I like it…but it also freaks me out a little. Because I know it’s gonna require lots of work on my part. Not to mention time, focus, determination, possibly shed tears, and likely spilled blood. I think of what more I need to do to get there, and part of me cringes.

But the greater part of me, the part that runs wild through light and shadow, the part that goes down to the pool and drinks deep of The Story that has sustained our craft for millennia…that part looks at what Aaron has accomplished, sees what indeed might be, and answers with an unequivocal yes.

Sometimes, I feel blocked. Sometimes, I feel discouraged and think there is absolutely no point in continuing to try. But you know what? That blocked, empty, frustrating thing is a lie. This can happen. I can do this — and you, dear inklings, can do it, too. Because we all go down to that pool, and in some measure, we all know what it is to drink from it.

Aaron’s not the first to show us what what can happen when you go to that pool so often, your feet wear a path into the grass. Aaron also won’t be the last. I want to be next. And I’m willing to bet that you do, too.

We can do this. And that’s WILAWriTWe.

(Oh! In case you don’t recognize it, the pool metaphor comes from Stephen King’s On Writing. The pool has guided my creative thinking for years and reminds me to focus and believe, especially during those times when the words will not come.)
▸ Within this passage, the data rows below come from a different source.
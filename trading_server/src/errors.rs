use actix_web::{
    error::ResponseError,
    http::{header::ContentType, StatusCode},
    HttpResponse,
};
use thiserror::Error;
use trading_engine::OrderFlowError;

#[derive(Debug, Error)]
pub enum ServerError {
    #[error("Could not initialize server. {0}")]
    InitializeError(String),
    #[error("An error occurred on the backend of the server. {0}")]
    BackendError(String),
    #[error("Could not read request body: {0}")]
    InvalidRequestBody(String),
    #[error("Could not read request path: {0}")]
    InvalidRequestPath(String),
    #[error("The X-User-Id header is missing or unreadable")]
    MissingUserId,
    #[error("An I/O error happened in the server. {0}")]
    IOError(#[from] std::io::Error),
    #[error("Invalid server configuration. {0}")]
    ConfigurationError(String),
    #[error("UnspecifiedError. {0}")]
    Unspecified(String),
    #[error(transparent)]
    OrderFlow(#[from] OrderFlowError),
}

impl ResponseError for ServerError {
    fn status_code(&self) -> StatusCode {
        match self {
            Self::InvalidRequestBody(_) => StatusCode::BAD_REQUEST,
            Self::InvalidRequestPath(_) => StatusCode::BAD_REQUEST,
            Self::MissingUserId => StatusCode::UNAUTHORIZED,
            Self::InitializeError(_) => StatusCode::INTERNAL_SERVER_ERROR,
            Self::BackendError(_) => StatusCode::INTERNAL_SERVER_ERROR,
            Self::IOError(_) => StatusCode::INTERNAL_SERVER_ERROR,
            Self::ConfigurationError(_) => StatusCode::INTERNAL_SERVER_ERROR,
            Self::Unspecified(_) => StatusCode::INTERNAL_SERVER_ERROR,
            Self::OrderFlow(e) => match e {
                OrderFlowError::Validation(_) => StatusCode::BAD_REQUEST,
                OrderFlowError::NoReferencePrice(_) => StatusCode::BAD_REQUEST,
                OrderFlowError::KycRequired => StatusCode::FORBIDDEN,
                OrderFlowError::UserNotFound(_) => StatusCode::NOT_FOUND,
                OrderFlowError::CompanyNotFound(_) => StatusCode::NOT_FOUND,
                OrderFlowError::OrderNotFound(_) => StatusCode::NOT_FOUND,
                OrderFlowError::CompanyInactive(_) => StatusCode::CONFLICT,
                OrderFlowError::InsufficientFunds { .. } => StatusCode::CONFLICT,
                OrderFlowError::InsufficientHoldings { .. } => StatusCode::CONFLICT,
                OrderFlowError::InvalidState { .. } => StatusCode::CONFLICT,
                OrderFlowError::Concurrency(_) => StatusCode::SERVICE_UNAVAILABLE,
                OrderFlowError::Database(_) => StatusCode::INTERNAL_SERVER_ERROR,
            },
        }
    }

    fn error_response(&self) -> HttpResponse {
        HttpResponse::build(self.status_code())
            .insert_header(ContentType::json())
            .body(serde_json::json!({ "error": self.to_string() }).to_string())
    }
}
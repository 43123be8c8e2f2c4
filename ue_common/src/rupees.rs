use std::{
    fmt::Display,
    iter::Sum,
    ops::{Add, Mul, Neg, Sub, SubAssign},
};

use serde::{Deserialize, Serialize};
use sqlx::Type;
use thiserror::Error;

use crate::op;

pub const INR_CURRENCY_CODE: &str = "INR";
pub const INR_CURRENCY_CODE_LOWER: &str = "inr";

//--------------------------------------      Rupees       -----------------------------------------------------------
/// An amount of Indian rupees, stored as an integer number of paise (1/100 ₹).
///
/// All wallet balances, prices and trade amounts in the engine are denominated in `Rupees` so that settlement
/// arithmetic is exact.
#[derive(Debug, Clone, Copy, Default, Type, Ord, PartialOrd, Serialize, Deserialize)]
#[sqlx(transparent)]
pub struct Rupees(i64);

op!(binary Rupees, Add, add);
op!(binary Rupees, Sub, sub);
op!(inplace Rupees, SubAssign, sub_assign);
op!(unary Rupees, Neg, neg);

impl Mul<i64> for Rupees {
    type Output = Self;

    fn mul(self, rhs: i64) -> Self::Output {
        Self::from(self.value() * rhs)
    }
}

impl Sum for Rupees {
    fn sum<I: Iterator<Item = Self>>(iter: I) -> Self {
        iter.fold(Self::default(), Add::add)
    }
}

#[derive(Debug, Clone, Error)]
#[error("Value cannot be represented in paise: {0}")]
pub struct RupeesConversionError(String);

impl From<i64> for Rupees {
    fn from(value: i64) -> Self {
        Self(value)
    }
}

impl PartialEq for Rupees {
    fn eq(&self, other: &Self) -> bool {
        self.0 == other.0
    }
}

impl Eq for Rupees {}

impl TryFrom<u64> for Rupees {
    type Error = RupeesConversionError;

    fn try_from(value: u64) -> Result<Self, Self::Error> {
        if value > i64::MAX as u64 {
            Err(RupeesConversionError(format!("Value {value} is too large to convert to Rupees")))
        } else {
            #[allow(clippy::cast_possible_wrap)]
            Ok(Self(value as i64))
        }
    }
}

impl Display for Rupees {
    fn fmt(&self, f: &mut std::fmt::Formatter<'_>) -> std::fmt::Result {
        let rupees = self.0 as f64 / 100.0;
        write!(f, "₹{rupees:0.2}")
    }
}

impl Rupees {
    /// Construct an amount from whole rupees.
    pub fn from_rupees(rupees: i64) -> Self {
        Self(rupees * 100)
    }

    /// The amount in paise.
    pub fn value(&self) -> i64 {
        self.0
    }

    pub fn is_negative(&self) -> bool {
        self.0 < 0
    }

    /// Integer division, used to derive a per-share price from a total. Rounds towards zero.
    pub fn div_by(&self, divisor: i64) -> Self {
        Self(self.0 / divisor)
    }
}
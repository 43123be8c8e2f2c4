use sqlx::SqliteConnection;

use crate::{db_types::User, traits::OrderFlowError};

/// Inserts or updates a user record. Also makes sure the wallet row exists, since every user has exactly
/// one wallet.
pub(crate) async fn upsert_user(
    user_id: &str,
    display_name: &str,
    conn: &mut SqliteConnection,
) -> Result<User, OrderFlowError> {
    let user: User = sqlx::query_as(
        r#"
        INSERT INTO users (id, display_name) VALUES ($1, $2)
        ON CONFLICT (id) DO UPDATE SET display_name = excluded.display_name
        RETURNING *
        "#,
    )
    .bind(user_id)
    .bind(display_name)
    .fetch_one(&mut *conn)
    .await?;
    sqlx::query("INSERT OR IGNORE INTO wallets (user_id) VALUES ($1)").bind(user_id).execute(conn).await?;
    Ok(user)
}

/// `None` if the user does not exist.
pub(crate) async fn kyc_verified(user_id: &str, conn: &mut SqliteConnection) -> Result<Option<bool>, OrderFlowError> {
    let verified = sqlx::query_scalar::<_, bool>("SELECT kyc_verified FROM users WHERE id = $1")
        .bind(user_id)
        .fetch_optional(conn)
        .await?;
    Ok(verified)
}

pub(crate) async fn set_kyc_verified(
    user_id: &str,
    verified: bool,
    conn: &mut SqliteConnection,
) -> Result<(), OrderFlowError> {
    let res = sqlx::query("UPDATE users SET kyc_verified = $1 WHERE id = $2")
        .bind(verified)
        .bind(user_id)
        .execute(conn)
        .await?;
    if res.rows_affected() == 0 {
        return Err(OrderFlowError::UserNotFound(user_id.to_string()));
    }
    Ok(())
}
Photo credit Julie V. Photography.

4 Responses to “What I Learned about Writing this Week…from Seeing a Friend Get Published”

  1. Julie says:

    Looks like you caught the author bouquet. Aaron was right to throw it at you. 🙂

  2. Courtney Cantrell says:

    Tee hee. Thanks! Now if only we knew who caught the author garter! 😀

  3. seth wadley says:

    He published this book himself! I don’t think this counts.

    • Courtney Cantrell says:

      Hi Seth! Thanks for visiting, reading, and sharing your thoughts. I used to hold the same opinions of self-publishing that you do: that a self-published novel is unprofessional and doesn’t count. I held that opinion as recently as 10 months ago — and I based it on my own experience of having read some truly unprofessional, self-pubbed novels.

      But two things have worked to change my thoughts on the matter:

      (1) the advent of e-readers such as Kindle, Nook, etc.
      If you want the details of why I think this is significant, let me know. But in short, e-readers make obsolete some of the services traditional publishers have provided. I’m no longer convinced that writers need abide by the rules of the gatekeepers.

      (2) watching Consortium Books at work and being part of the process.
      Aaron did not, in fact, publish this novel on his own. Just off the top of my head, I can list eight people — not including Aaron — who worked as a team to make this book happen. Several of those individuals have been professionally trained in editing and writing, and one of them is employed as a professional editor.

      I realize, though, that my experiences are meaningless to someone who hasn’t had the same vantage point. So…Seth, I would like to invite you to read “Gods Tomorrow” for yourself and then deliver a verdict as to whether or not it’s a professional product.

      Read the book, then decide if it “counts.”